By Omar Jimenez, CNN

Despite pleas from members of Congress, advocacy groups and some members of the public, former Chicago police officer Jason Van Dyke will not face federal charges for the 2014 murder of 17-year-old Laquan McDonald.

Van Dyke was sentenced in 2019 to nearly seven years in prison for killing McDonald and was convicted of second-degree murder and 16 counts of aggravated battery with a firearm. In early February, he was released after serving just a little more than three years of a nearly seven-year prison sentence, tied to good behavior in prison.

“The decision not to pursue a federal prosecution is consistent with Department of Justice policy and was made in consultation with Mr. McDonald’s family,” US Attorney for the Northern District of Illinois John Lausch said Monday in a statement.

Federal law sets a “very high bar” to prove cases like this where someone was denied of a constitutional right, he said.

“Prosecutors would have to prove not only that Mr. Van Dyke acted with the deliberate and specific intent to do something the law forbids, but also that his actions were not the result of mistake, fear, negligence, or bad judgment,” he said.

The release said the family agreed with the decision not to pursue another prosecution.

McDonald’s grandmother, Tracy Hunter, contradicted Lausch’s statement in a news conference Thursday.

Joined by a coalition of activists, Hunter told reporters neither she nor her daughter were consulted about the decision. “Everything that was said Monday, about the family not seeking federal charges – all that was a lie,” Hunter said. “Nobody spoke to me or my daughter.”

When Van Dyke was released, McDonald’s great uncle Reverend Marvin Hunter told CNN he wasn’t particularly pushing for a pursuit of federal charges.

“We never asked for revenge, we asked for justice,” Hunter said at the time. “And in the case of Jason Van Dyke we feel we got justice, because he got prosecuted for the crime that he did. He did not do the amount of time that we felt like he should have done, but he did get prosecuted.”

In further laying out his reasoning, Lausch wrote they would have had to consider factors tied to the sentence Van Dyke already served, including “his state prison sentence with conduct entitling him under state law to be released early; and the fact that Mr. Van Dyke no longer is and never again will be a police officer. Given these factors, there is a significant prospect that a second prosecution would diminish the important results already achieved.”

Lausch also noted the 2014 shooting sparked an “extensive” Department of Justice investigation into the Chicago Police Department, the recommendations of which are being implemented through an ongoing consent decree.

Video showed the shooting

The shooting was captured on a grainy police dashcam video.

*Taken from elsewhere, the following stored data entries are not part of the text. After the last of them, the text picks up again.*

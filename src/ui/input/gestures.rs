//! Primärer Zeiger: Press auf Handle oder Oberfläche, Bewegung, Loslassen, Verlassen.

use super::{
    local_screen_pos, pick_handle, screen_pos_to_ray, screen_pos_to_world, InputState,
    ViewportContext, MOUSE_POINTER_ID,
};
use crate::app::AppIntent;

impl InputState {
    /// Press im Viewport: Handle hat Vorrang vor der Oberfläche.
    pub(crate) fn handle_primary_press(
        &mut self,
        ctx: &ViewportContext,
        events: &mut Vec<AppIntent>,
    ) {
        let pressed = ctx.ui.input(|i| i.pointer.primary_pressed());
        if !pressed || !ctx.response.hovered() {
            return;
        }
        let Some(pointer_pos) = ctx.ui.input(|i| i.pointer.interact_pos()) else {
            return;
        };

        self.primary_down = true;
        let ray = screen_pos_to_ray(pointer_pos, ctx.response, ctx.viewport_size, ctx.camera);

        if let Some(index) = pick_handle(
            ctx.handles,
            local_screen_pos(pointer_pos, ctx.response),
            glam::Vec2::from(ctx.viewport_size),
            ctx.camera,
            ctx.options.handle_pick_radius_px,
        ) {
            events.push(AppIntent::HandlePointerDown {
                index,
                pointer_id: MOUSE_POINTER_ID,
                ray,
            });
            return;
        }

        let world = screen_pos_to_world(pointer_pos, ctx.response, ctx.viewport_size, ctx.camera);
        events.push(AppIntent::SurfacePointerDown {
            pointer_id: MOUSE_POINTER_ID,
            ray,
            uv: ctx.mesh.pick_uv(world),
        });
    }

    /// Bewegung während gedrückter Primärtaste; Verlassen der Fläche beendet die Geste.
    pub(crate) fn handle_primary_move(
        &mut self,
        ctx: &ViewportContext,
        events: &mut Vec<AppIntent>,
    ) {
        if !self.primary_down {
            return;
        }
        let (moving, latest) = ctx
            .ui
            .input(|i| (i.pointer.is_moving(), i.pointer.latest_pos()));

        match latest {
            Some(pos) if ctx.response.rect.contains(pos) => {
                if moving {
                    events.push(AppIntent::PointerMoved {
                        pointer_id: MOUSE_POINTER_ID,
                        ray: screen_pos_to_ray(pos, ctx.response, ctx.viewport_size, ctx.camera),
                    });
                }
            }
            _ => {
                self.primary_down = false;
                events.push(AppIntent::PointerLeft {
                    pointer_id: MOUSE_POINTER_ID,
                });
            }
        }
    }

    /// Loslassen der Primärtaste.
    pub(crate) fn handle_primary_release(
        &mut self,
        ctx: &ViewportContext,
        events: &mut Vec<AppIntent>,
    ) {
        if !self.primary_down {
            return;
        }
        if ctx.ui.input(|i| i.pointer.primary_released()) {
            self.primary_down = false;
            events.push(AppIntent::PointerReleased {
                pointer_id: MOUSE_POINTER_ID,
            });
        }
    }
}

Several police officers were responding to a call about a man breaking into trucks in a parking lot on Chicago’s South Side.

In the video, McDonald is initially seen running, then walking in the middle of the street toward several police cars with flashing lights. McDonald later veers away from two police officers, who have their guns drawn, and within seconds he appears to spin around and fall. He was holding a knife as he walked away from multiple police officers who were following him.

There were 16 shots fired over 15 seconds, all by Van Dyke. Van Dyke testified he fired in self-defense after McDonald lunged at him with a knife.

But the dashcam video — which a judge ordered the city to release 13 months after the shooting — showed McDonald walking away from police, rather than charging at them.